Real-time Quantitative RT-PCR
Expression of islet GPRC6A, MasR and CasR mRNA was determined by real-time quantitative RT-PCR using the TaqMan system (ABI Prism 7500; Applied Biosystems, Carlsbad, CA), as previously described (12). GPRC6A (Mm00467618_m1), MasR (Mm00434823_s1), and CasR (Mm00443375_m1) gene expression mixes from Applied Biosystems were used with eukaryotic 18S rRNA (Hs99999901_s1) as the endogenous control.
Islet protein (20–35 µg/well) separated by SDS-PAGE was transferred to polyvinylidene fluoride membranes, which were probed with polyclonal rabbit anti–phosphorylated AKT (pAKT) antibody (1:500; Cell Signaling Technology, Danvers, MA), anti-GPRC6A antibody (1:1,000; MyBioSource, San Diego, CA), or anti-MAS1 (1:500; Abcam). Stripped membranes were reprobed with polyclonal rabbit anti-AKT antibody (1:500; Cell Signaling Technology) or anti-β-actin (1:2,000; Sigma-Aldrich). Secondary antibody was goat anti-rabbit IgG horseradish peroxidase (1:50,000; Dako, Carpinteria, CA). Bands were visualized on a FluorChem M system using enhanced chemiluminescence and quantified using ImageJ software.

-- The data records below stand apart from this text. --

use parking_lot::Mutex;
use std::collections::HashMap;
use std::fmt;
use std::sync::Arc;

use tracing::trace;

use crate::il::Function;
use crate::object_model::{ClassId, Symbol, ILLEGAL_CID};
use crate::runtime::ArgumentsDescriptor;

// Layout read by emitted code. Buckets hold two words per entry: the class id
// as smi and the target function.
pub const MEGAMORPHIC_BUCKETS_OFFSET: i32 = 8;
pub const MEGAMORPHIC_MASK_OFFSET: i32 = 16;
pub const MEGAMORPHIC_ENTRY_CLASS_ID_OFFSET: i32 = 0;
pub const MEGAMORPHIC_ENTRY_TARGET_OFFSET: i32 = 8;

/// Multiplier applied to the class id before masking, emitted as two lea.
pub const SPREAD_FACTOR: usize = 7;

pub const MIN_CAPACITY: usize = 4;

#[derive(Clone)]
struct Bucket {
    class_id: ClassId,
    target: Arc<Function>,
}

struct Buckets {
    entries: Vec<Bucket>,
    filled: usize,
}

#[derive(Clone, Debug)]
pub enum ProbeResult {
    Hit(Arc<Function>),
    // empty slot reached, holds the miss handler
    Miss(Arc<Function>),
}

/// Open-addressed class id to target table shared by all call sites with
/// the same selector.
pub struct MegamorphicCache {
    pub target_name: Symbol,
    pub arguments_descriptor: Arc<ArgumentsDescriptor>,
    miss_handler: Arc<Function>,
    buckets: Mutex<Buckets>,
}

impl MegamorphicCache {
    pub fn new(
        target_name: Symbol,
        arguments_descriptor: Arc<ArgumentsDescriptor>,
        miss_handler: Arc<Function>,
        capacity: usize,
    ) -> MegamorphicCache {
        let capacity = capacity.max(MIN_CAPACITY).next_power_of_two();

        MegamorphicCache {
            target_name,
            arguments_descriptor,
            buckets: Mutex::new(Buckets {
                entries: empty_entries(&miss_handler, capacity),
                filled: 0,
            }),
            miss_handler,
        }
    }

    pub fn capacity(&self) -> usize {
        self.buckets.lock().entries.len()
    }

    pub fn mask(&self) -> usize {
        self.capacity() - 1
    }

    pub fn filled(&self) -> usize {
        self.buckets.lock().filled
    }

    pub fn insert(&self, class_id: ClassId, target: Arc<Function>) {
        assert!(class_id != ILLEGAL_CID);
        let mut buckets = self.buckets.lock();

        if (buckets.filled + 1) * 4 > buckets.entries.len() * 3 {
            let capacity = buckets.entries.len() * 2;
            trace!(
                name = %self.target_name,
                capacity,
                "growing megamorphic cache"
            );

            let old = std::mem::replace(
                &mut buckets.entries,
                empty_entries(&self.miss_handler, capacity),
            );
            buckets.filled = 0;

            for bucket in old.into_iter().filter(|b| b.class_id != ILLEGAL_CID) {
                insert_unchecked(&mut buckets, bucket);
            }
        }

        insert_unchecked(&mut buckets, Bucket { class_id, target });
    }

    /// Mirrors the probe loop emitted for megamorphic calls. The table always
    /// keeps an empty slot, the loop ends within `capacity` steps.
    pub fn probe(&self, class_id: ClassId) -> (ProbeResult, usize) {
        let buckets = self.buckets.lock();
        let mask = buckets.entries.len() - 1;
        let mut idx = initial_index(class_id, mask);

        for step in 1..=buckets.entries.len() {
            let bucket = &buckets.entries[idx];

            if bucket.class_id == class_id {
                return (ProbeResult::Hit(bucket.target.clone()), step);
            }

            if bucket.class_id == ILLEGAL_CID {
                return (ProbeResult::Miss(bucket.target.clone()), step);
            }

            idx = (idx + 1) & mask;
        }

        unreachable!("megamorphic cache without empty slot")
    }

    pub fn lookup(&self, class_id: ClassId) -> Option<Arc<Function>> {
        match self.probe(class_id).0 {
            ProbeResult::Hit(target) => Some(target),
            ProbeResult::Miss(_) => None,
        }
    }
}

impl fmt::Debug for MegamorphicCache {
    fn fmt(&self, f: &mut fmt::Formatter) -> fmt::Result {
        f.debug_struct("MegamorphicCache")
            .field("target_name", &self.target_name)
            .field("capacity", &self.capacity())
            .field("filled", &self.filled())
            .finish()
    }
}

fn empty_entries(miss_handler: &Arc<Function>, capacity: usize) -> Vec<Bucket> {
    vec![
        Bucket {
            class_id: ILLEGAL_CID,
            target: miss_handler.clone(),
        };
        capacity
    ]
}

fn initial_index(class_id: ClassId, mask: usize) -> usize {
    (class_id.to_usize() * SPREAD_FACTOR) & mask
}

fn insert_unchecked(buckets: &mut Buckets, bucket: Bucket) {
    let mask = buckets.entries.len() - 1;
    let mut idx = initial_index(bucket.class_id, mask);

    loop {
        let current = buckets.entries[idx].class_id;

        if current == bucket.class_id {
            buckets.entries[idx] = bucket;
            return;
        }

        if current == ILLEGAL_CID {
            buckets.entries[idx] = bucket;
            buckets.filled += 1;
            return;
        }

        idx = (idx + 1) & mask;
    }
}

/// Process-wide caches, one per (selector, arguments descriptor).
pub struct MegamorphicCacheTable {
    miss_handler: Arc<Function>,
    initial_capacity: usize,
    inner: Mutex<HashMap<(Symbol, usize), Vec<Arc<MegamorphicCache>>>>,
}

impl MegamorphicCacheTable {
    pub fn new(miss_handler: Arc<Function>, initial_capacity: usize) -> MegamorphicCacheTable {
        MegamorphicCacheTable {
            miss_handler,
            initial_capacity,
            inner: Mutex::new(HashMap::new()),
        }
    }

    pub fn lookup(
        &self,
        name: &Symbol,
        arguments_descriptor: &Arc<ArgumentsDescriptor>,
    ) -> Arc<MegamorphicCache> {
        let mut inner = self.inner.lock();
        let candidates = inner
            .entry((name.clone(), arguments_descriptor.count()))
            .or_default();

        if let Some(cache) = candidates
            .iter()
            .find(|cache| *cache.arguments_descriptor == **arguments_descriptor)
        {
            return cache.clone();
        }

        let cache = Arc::new(MegamorphicCache::new(
            name.clone(),
            arguments_descriptor.clone(),
            self.miss_handler.clone(),
            self.initial_capacity,
        ));
        candidates.push(cache.clone());
        cache
    }

    pub fn len(&self) -> usize {
        self.inner.lock().values().map(|caches| caches.len()).sum()
    }

    pub fn is_empty(&self) -> bool {
        self.len() == 0
    }
}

Angiotensin-(1–7), angiotensin-(1–4), and A779 at 40 μmol/L and recombinant human neprilysin (Reprokine Ltd, Valley Cottage, NY) at 0.8 μmol/L in 20 mmol/L ammonium acetate buffer (pH 6.5) were combined in equal volumes to yield final concentrations of 20 μmol/L peptide and 0.4 μmol/L enzyme and were incubated at 37°C. Samples were taken at 0, 0.75, 1.5, 3, 6, 12, 24, and 48 h, and the reactions were quenched by the addition of trifluoroacetic acid (TFA; 0.5%) and analyzed by liquid chromatography–time-of-flight mass spectrometry. Digestion products were separated on a Zorbax-SB-C18 column by a sequence of increasingly steep linear gradients from 0.1% acetic acid/0.1% TFA in 98% water/2% methanol to 0.1% acetic acid/0.1% TFA in 4% water/96% methanol. Mass spectrometry was performed in singlicate on at least two independent occasions. The extraction ion current area for each degradation product was computed and expressed as a percentage of the total ion count at each time point.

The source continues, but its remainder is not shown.